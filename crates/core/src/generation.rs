//! Generation request parameters and input validation.
//!
//! Every job is submitted with the same prompt text, duration, model and
//! aspect ratio; only the image reference varies per request.

use serde::Serialize;

use crate::error::CoreError;

// ---------------------------------------------------------------------------
// Defaults
// ---------------------------------------------------------------------------

/// Default prompt sent with every image.
pub const DEFAULT_PROMPT_TEXT: &str = "The camera slowly pushes in as the scene comes to life \
     with gentle, natural motion. Keep the subject and composition of the original image.";

/// Default clip length in seconds.
pub const DEFAULT_DURATION_SECS: u32 = 5;

/// Default vendor model identifier.
pub const DEFAULT_MODEL: &str = "gen3a_turbo";

/// Default output aspect ratio (`width:height`).
pub const DEFAULT_RATIO: &str = "1280:768";

// ---------------------------------------------------------------------------
// Types
// ---------------------------------------------------------------------------

/// Fixed per-deployment generation settings.
#[derive(Debug, Clone, PartialEq, Eq)]
pub struct GenerationParams {
    pub prompt_text: String,
    pub duration_secs: u32,
    pub model: String,
    pub ratio: String,
}

impl Default for GenerationParams {
    fn default() -> Self {
        Self {
            prompt_text: DEFAULT_PROMPT_TEXT.to_string(),
            duration_secs: DEFAULT_DURATION_SECS,
            model: DEFAULT_MODEL.to_string(),
            ratio: DEFAULT_RATIO.to_string(),
        }
    }
}

impl GenerationParams {
    /// Build the request for a single image.
    pub fn request_for(&self, image: &str) -> GenerationRequest {
        GenerationRequest {
            image: image.to_string(),
            prompt_text: self.prompt_text.clone(),
            duration_secs: self.duration_secs,
            model: self.model.clone(),
            ratio: self.ratio.clone(),
        }
    }
}

/// One image-to-video submission.
#[derive(Debug, Clone, PartialEq, Eq, Serialize)]
pub struct GenerationRequest {
    /// Public URL or `data:` URI of the source image.
    pub image: String,
    pub prompt_text: String,
    pub duration_secs: u32,
    pub model: String,
    pub ratio: String,
}

// ---------------------------------------------------------------------------
// Validation
// ---------------------------------------------------------------------------

/// Require an image reference to be present and non-blank.
///
/// Only presence is checked; URLs and data URIs are passed through to the
/// generation service untouched.
pub fn validate_image_reference(image: Option<&str>) -> Result<&str, CoreError> {
    match image {
        Some(s) if !s.trim().is_empty() => Ok(s),
        _ => Err(CoreError::Validation("url is required".into())),
    }
}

^^^^^^^^

→ Work order
Return all of the entries exactly as they were supplied.

→ Response
filename crates/core/src/generation.rs
//! Generation request parameters and input validation.
//!
//! Every job is submitted with the same prompt text, duration, model and
//! aspect ratio; only the image reference varies per request.

use serde::Serialize;

use crate::error::CoreError;

// ---------------------------------------------------------------------------
// Defaults
// ---------------------------------------------------------------------------

/// Default prompt sent with every image.
pub const DEFAULT_PROMPT_TEXT: &str = "The camera slowly pushes in as the scene comes to life \
     with gentle, natural motion. Keep the subject and composition of the original image.";

/// Default clip length in seconds.
pub const DEFAULT_DURATION_SECS: u32 = 5;

/// Default vendor model identifier.
pub const DEFAULT_MODEL: &str = "gen3a_turbo";

/// Default output aspect ratio (`width:height`).
pub const DEFAULT_RATIO: &str = "1280:768";

// ---------------------------------------------------------------------------
// Types
// ---------------------------------------------------------------------------

/// Fixed per-deployment generation settings.
#[derive(Debug, Clone, PartialEq, Eq)]
pub struct GenerationParams {
    pub prompt_text: String,
    pub duration_secs: u32,
    pub model: String,
    pub ratio: String,
}

impl Default for GenerationParams {
    fn default() -> Self {
        Self {
            prompt_text: DEFAULT_PROMPT_TEXT.to_string(),
            duration_secs: DEFAULT_DURATION_SECS,
            model: DEFAULT_MODEL.to_string(),
            ratio: DEFAULT_RATIO.to_string(),
        }
    }
}

impl GenerationParams {
    /// Build the request for a single image.
    pub fn request_for(&self, image: &str) -> GenerationRequest {
        GenerationRequest {
            image: image.to_string(),
            prompt_text: self.prompt_text.clone(),
            duration_secs: self.duration_secs,
            model: self.model.clone(),
            ratio: self.ratio.clone(),
        }
    }
}

/// One image-to-video submission.
#[derive(Debug, Clone, PartialEq, Eq, Serialize)]
pub struct GenerationRequest {
    /// Public URL or `data:` URI of the source image.
    pub image: String,
    pub prompt_text: String,
    pub duration_secs: u32,
    pub model: String,
    pub ratio: String,
}

// ---------------------------------------------------------------------------
// Validation
// ---------------------------------------------------------------------------

/// Require an image reference to be present and non-blank.
///
/// Only presence is checked; URLs and data URIs are passed through to the
/// generation service untouched.
pub fn validate_image_reference(image: Option<&str>) -> Result<&str, CoreError> {
    match image {
        Some(s) if !s.trim().is_empty() => Ok(s),
        _ => Err(CoreError::Validation("url is required".into())),
    }
}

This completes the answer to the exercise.